Cell & Developmental Biology

Cell & Developmental Biology
Open Access

ISSN: 2168-9296

+44 1478 350008

Research Article - (2015) Volume 4, Issue 2

View PDF Download PDF

Danely P.Slaughters Field Cancerization Concept of Carcinogenesis: The Path Forward to Early Cancer Detection and Chemoprevention

Gabriel D. Dakubo1,2*
1Xavier University School of Medicine, Santa Helenastrat #23, Aruba, Oranjestad, Kingdom of the Netherlands
2Northern Ontario School of Medicine, Lakehead University Campus, 955 Oliver Road, Thunder Bay Ontario, P7B 5E1, Canada
*Corresponding Author: Gabriel D. Dakubo, Xavier University School of Medicine, Santa Helenastrat #23, Aruba, Oranjestad, Kingdom of the Netherlands, Tel: 297-588-7766, Fax: 297-588-6222 Email:

Abstract

It is over seven decades since the seminal work of the otolaryngologist, Dr.
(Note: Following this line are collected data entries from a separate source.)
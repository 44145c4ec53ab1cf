//! Data-driven game balance
//!
//! Defaults mirror [`crate::consts`]. A JSON file may override any subset of
//! fields; missing fields keep their defaults.

use std::path::Path;

use serde::{Deserialize, Serialize};

use crate::consts::*;
use crate::error::TuningError;

/// Gameplay tuning knobs
#[derive(Debug, Clone, PartialEq, Serialize, Deserialize)]
#[serde(default)]
pub struct Tuning {
    // === Pool ===
    pub pool_capacity: usize,

    // === Ship ===
    pub initial_lives: u32,
    pub ship_size: f32,
    pub ship_accel_forward: f32,
    pub ship_accel_backward: f32,
    /// Radians per second
    pub ship_turn_rate: f32,
    /// Per-tick velocity multiplier in (0, 1]
    pub ship_damping: f32,

    // === Bullets ===
    /// World units per tick
    pub bullet_speed: f32,
    pub bullet_size: f32,

    // === Asteroids ===
    pub asteroid_size: f32,
    /// World units per tick
    pub asteroid_speed: f32,
    /// Seconds between spawn attempts
    pub spawn_interval: f32,
    pub asteroid_budget: u32,

    // === Scoring / end of game ===
    pub milestone_score: u64,
    /// Elapsed game-over seconds at which each banner appears
    pub banner_thresholds: [f32; 4],
    /// Game-over seconds that must pass before confirm is accepted
    pub restart_delay: f32,
}

impl Default for Tuning {
    fn default() -> Self {
        Self {
            pool_capacity: POOL_CAPACITY,

            initial_lives: SHIP_INITIAL_LIVES,
            ship_size: SHIP_SIZE,
            ship_accel_forward: SHIP_ACCEL_FORWARD,
            ship_accel_backward: SHIP_ACCEL_BACKWARD,
            ship_turn_rate: SHIP_TURN_RATE,
            ship_damping: SHIP_DAMPING,

            bullet_speed: BULLET_SPEED,
            bullet_size: BULLET_SIZE,

            asteroid_size: ASTEROID_SIZE,
            asteroid_speed: ASTEROID_SPEED,
            spawn_interval: ASTEROID_SPAWN_INTERVAL,
            asteroid_budget: ASTEROID_BUDGET,

            milestone_score: MILESTONE_SCORE,
            banner_thresholds: BANNER_THRESHOLDS,
            restart_delay: 0.0,
        }
    }
}

impl Tuning {
    /// Parse and validate tuning from JSON
    pub fn from_json(json: &str) -> Result<Self, TuningError> {
        let tuning: Tuning = serde_json::from_str(json)?;
        tuning.validate()?;
        Ok(tuning)
    }

    /// Read tuning from a JSON file
    pub fn load(path: impl AsRef<Path>) -> Result<Self, TuningError> {
        let json = std::fs::read_to_string(path)?;
        Self::from_json(&json)
    }

    /// Read tuning from a JSON file, falling back to defaults on any error
    pub fn load_or_default(path: impl AsRef<Path>) -> Self {
        let path = path.as_ref();
        match Self::load(path) {
            Ok(tuning) => {
                log::info!("Loaded tuning from {}", path.display());
                tuning
            }
            Err(e) => {
                log::warn!("Using default tuning ({}): {}", path.display(), e);
                Self::default()
            }
        }
    }

    pub fn to_json(&self) -> Result<String, TuningError> {
        Ok(serde_json::to_string_pretty(self)?)
    }

    /// Reject values the simulation cannot run with
    pub fn validate(&self) -> Result<(), TuningError> {
        fn positive(field: &'static str, value: f32) -> Result<(), TuningError> {
            if value > 0.0 && value.is_finite() {
                Ok(())
            } else {
                Err(TuningError::Invalid {
                    field,
                    reason: format!("must be positive, got {value}"),
                })
            }
        }

        if self.pool_capacity == 0 {
            return Err(TuningError::Invalid {
                field: "pool_capacity",
                reason: "must hold at least one entity".to_string(),
            });
        }

        positive("ship_size", self.ship_size)?;
        positive("ship_accel_forward", self.ship_accel_forward)?;
        positive("ship_accel_backward", self.ship_accel_backward)?;
        positive("ship_turn_rate", self.ship_turn_rate)?;
        positive("bullet_speed", self.bullet_speed)?;
        positive("bullet_size", self.bullet_size)?;
        positive("asteroid_size", self.asteroid_size)?;
        positive("asteroid_speed", self.asteroid_speed)?;
        positive("spawn_interval", self.spawn_interval)?;

        if !(self.ship_damping > 0.0 && self.ship_damping <= 1.0) {
            return Err(TuningError::Invalid {
                field: "ship_damping",
                reason: format!("must lie in (0, 1], got {}", self.ship_damping),
            });
        }

        if self.restart_delay < 0.0 || !self.restart_delay.is_finite() {
            return Err(TuningError::Invalid {
                field: "restart_delay",
                reason: format!("must be non-negative, got {}", self.restart_delay),
            });
        }

        let t = &self.banner_thresholds;
        if t[0] < 0.0 || t.windows(2).any(|w| w[0] >= w[1]) {
            return Err(TuningError::Invalid {
                field: "banner_thresholds",
                reason: format!("must be non-negative and strictly increasing, got {t:?}"),
            });
        }

        Ok(())
    }
}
Danely Slaughter was published. In patients with oral cancer, he critically demonstrated that carcinogen exposure led to the development of “condemned mucosa”, within which multiple cancers emanated. Thus, the histologically normal cells adjacent to the primary tumor harbor invisible features of the cancer. Other workers such as Strong have confirmed Slaughter’s initial observations, and in recent times by many investigators using molecular genetic approaches. This concept of carcinogenesis is partly responsible for our failure to successfully treat some of our cancer patients. With current technological advancements, biomarkers of field cancerization can be assayed using even noninvasive samples such as body fluids such as saliva and bronchial washes. In clinical practice, such validated biomarkers should enable risk stratification, and hence close surveillance of individuals at risk for early cancer detection or the early deployment of chemopreventive strategies. Arguably, this will immensely contribute to the reduction in the socioeconomic, physical and psychological burden of cancer.

<

Keywords: Field Cancerization; Field Defect; Field of Injury; Field Effect; Condemned Mucosa; Damaged Mucosa; Cancer; Prevention; Early Detection; Chemoprevention

Introduction

The tremendous achievements made over the past several decades in cancer research has contributed immensely to our ability to better detect and manage cancer today. However, the ongoing failures in our fight against most cancers are well known to clinicians, oncologists, palliative caregivers, patients and their families and friends including most of us. The traumatic experiences encountered due to cancer diagnosis and outcomes need to be minimized, if not completely eradicated, and this has been the goal of all individuals involved in cancer care and research. The unacceptable global burden of cancer requires multidisciplinary and paradigm-shifting approaches for curtailment. The estimated cancer incidence and mortality for the next two decades by Thun and colleagues [1] is very alarming and unacceptable. Their forecast estimates that by 2030, ~26 million new cancer cases will be diagnosed, with 17 million cancer deaths per year. It is also suggested that the distribution, types and possible etiologic agents of cancer will change with time. In the less developed parts of the world, it is projected there will be a 10% change in cancer incidences between 1975 (recorded incidence of 51%) and 2050 (estimated incidence of 61%). Even more worrisome is the emerging evidence that less developed nations will bear much of the cancer burden in the future. Indeed, the World Health Organization identifies a similar pattern, suggesting the need to heighten our efforts against the battle against cancer. While developed nations will show a modest decline in incidence and death rates, the reverse is true in the developing world, where deaths from cancer is expected to outpace deaths from HIV/AIDS, tuberculosis and malaria combined. While the picture in the developed world looks slightly different, there is no obvious evidence of any bright light at the end of the tunnel.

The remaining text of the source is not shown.